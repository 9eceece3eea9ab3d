//! End-to-end tests for plain HTTP request forwarding.

mod common;

use std::sync::atomic::{AtomicUsize, Ordering};
use std::sync::Arc;

use async_trait::async_trait;
use hyper::{Request, Response};
use tokio::io::AsyncWriteExt;
use tokio::net::{TcpListener, TcpStream};

use forward_proxy::engine::context::ProxyBody;
use forward_proxy::engine::error::UpstreamError;
use forward_proxy::proxy::{Proxy, ProxyOptions, Upstream};
use forward_proxy::relay::Link;
use forward_proxy::App;

fn direct_proxy_app() -> App {
    let proxy = Proxy::new(None, ProxyOptions::new()).unwrap();
    let mut app = App::new();
    for middleware in proxy.middlewares() {
        app.use_middleware(middleware);
    }
    app
}

/// Upstream that counts invocations and never reaches a network.
struct CountingUpstream {
    requests: AtomicUsize,
    connects: AtomicUsize,
}

impl CountingUpstream {
    fn new() -> Arc<Self> {
        Arc::new(Self {
            requests: AtomicUsize::new(0),
            connects: AtomicUsize::new(0),
        })
    }
}

#[async_trait]
impl Upstream for CountingUpstream {
    async fn request(&self, _req: Request<ProxyBody>) -> Result<Response<ProxyBody>, UpstreamError> {
        self.requests.fetch_add(1, Ordering::SeqCst);
        Err(UpstreamError::new("not reachable in this test"))
    }

    async fn connect(&self, _host: &str, _port: u16) -> Result<Box<dyn Link>, UpstreamError> {
        self.connects.fetch_add(1, Ordering::SeqCst);
        Err(UpstreamError::new("not reachable in this test"))
    }
}

#[tokio::test]
async fn forwards_get_requests_through_the_proxy() {
    let origin = common::start_origin("hello from origin").await;
    let (proxy_addr, _shutdown) = common::start_proxy(direct_proxy_app()).await;

    let client = reqwest::Client::builder()
        .proxy(reqwest::Proxy::http(format!("http://{proxy_addr}")).unwrap())
        .build()
        .unwrap();

    let response = client
        .get(format!("http://{origin}/hello"))
        .send()
        .await
        .unwrap();

    assert_eq!(response.status(), 200);
    assert_eq!(response.text().await.unwrap(), "hello from origin");
}

#[tokio::test]
async fn strips_proxy_headers_before_the_origin() {
    let (origin, mut recorded) = common::start_recording_origin().await;
    let (proxy_addr, _shutdown) = common::start_proxy(direct_proxy_app()).await;

    let mut client = TcpStream::connect(proxy_addr).await.unwrap();
    let request = format!(
        "GET http://{origin}/ HTTP/1.1\r\n\
         Host: {origin}\r\n\
         Proxy-Authorization: Basic Zm9vOmJhcg==\r\n\
         Proxy-Connection: keep-alive\r\n\
         X-Forward-Me: yes\r\n\
         Connection: close\r\n\r\n"
    );
    client.write_all(request.as_bytes()).await.unwrap();

    let response = common::read_to_end(&mut client).await;
    assert!(response.starts_with("HTTP/1.1 200"), "got: {response}");

    let seen = recorded.recv().await.unwrap().to_lowercase();
    assert!(seen.contains("x-forward-me: yes"));
    assert!(!seen.contains("proxy-authorization"));
    assert!(!seen.contains("proxy-connection"));
}

#[tokio::test]
async fn rejects_origin_form_targets_without_touching_the_upstream() {
    let upstream = CountingUpstream::new();
    let proxy = Proxy::with_upstream(upstream.clone());
    let mut app = App::new();
    for middleware in proxy.middlewares() {
        app.use_middleware(middleware);
    }
    let (proxy_addr, _shutdown) = common::start_proxy(app).await;

    let mut client = TcpStream::connect(proxy_addr).await.unwrap();
    client
        .write_all(b"GET /no-authority HTTP/1.1\r\nHost: example.com\r\nConnection: close\r\n\r\n")
        .await
        .unwrap();

    let response = common::read_to_end(&mut client).await;
    assert!(response.starts_with("HTTP/1.1 400"), "got: {response}");
    assert_eq!(upstream.requests.load(Ordering::SeqCst), 0);
    assert_eq!(upstream.connects.load(Ordering::SeqCst), 0);
}

#[tokio::test]
async fn completes_unhandled_requests_with_204() {
    // No middlewares at all: the engine supplies the default completion.
    let (proxy_addr, _shutdown) = common::start_proxy(App::new()).await;

    let mut client = TcpStream::connect(proxy_addr).await.unwrap();
    client
        .write_all(b"GET http://example.com/ HTTP/1.1\r\nHost: example.com\r\n\r\n")
        .await
        .unwrap();

    let response = common::read_to_end(&mut client).await;
    assert!(response.starts_with("HTTP/1.1 204"), "got: {response}");
    assert!(response.contains("Cache-Control: no-cache"));
    assert!(response.contains("Connection: close"));
}

#[tokio::test]
async fn unreachable_origin_yields_500() {
    // Bind and drop to get a port with nothing listening.
    let closed = TcpListener::bind("127.0.0.1:0").await.unwrap();
    let origin = closed.local_addr().unwrap();
    drop(closed);

    let (proxy_addr, _shutdown) = common::start_proxy(direct_proxy_app()).await;

    let mut client = TcpStream::connect(proxy_addr).await.unwrap();
    let request = format!(
        "GET http://{origin}/ HTTP/1.1\r\nHost: {origin}\r\nConnection: close\r\n\r\n"
    );
    client.write_all(request.as_bytes()).await.unwrap();

    let response = common::read_to_end(&mut client).await;
    assert!(response.starts_with("HTTP/1.1 500"), "got: {response}");
}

------------------------------------

## PROBLEM REQUIREMENTS
Scan the listing above, and wherever a line holds the string "CountingUpstream", copy that line.

## RESPONSE AREA
struct CountingUpstream {
impl CountingUpstream {
impl Upstream for CountingUpstream {
    let upstream = CountingUpstream::new();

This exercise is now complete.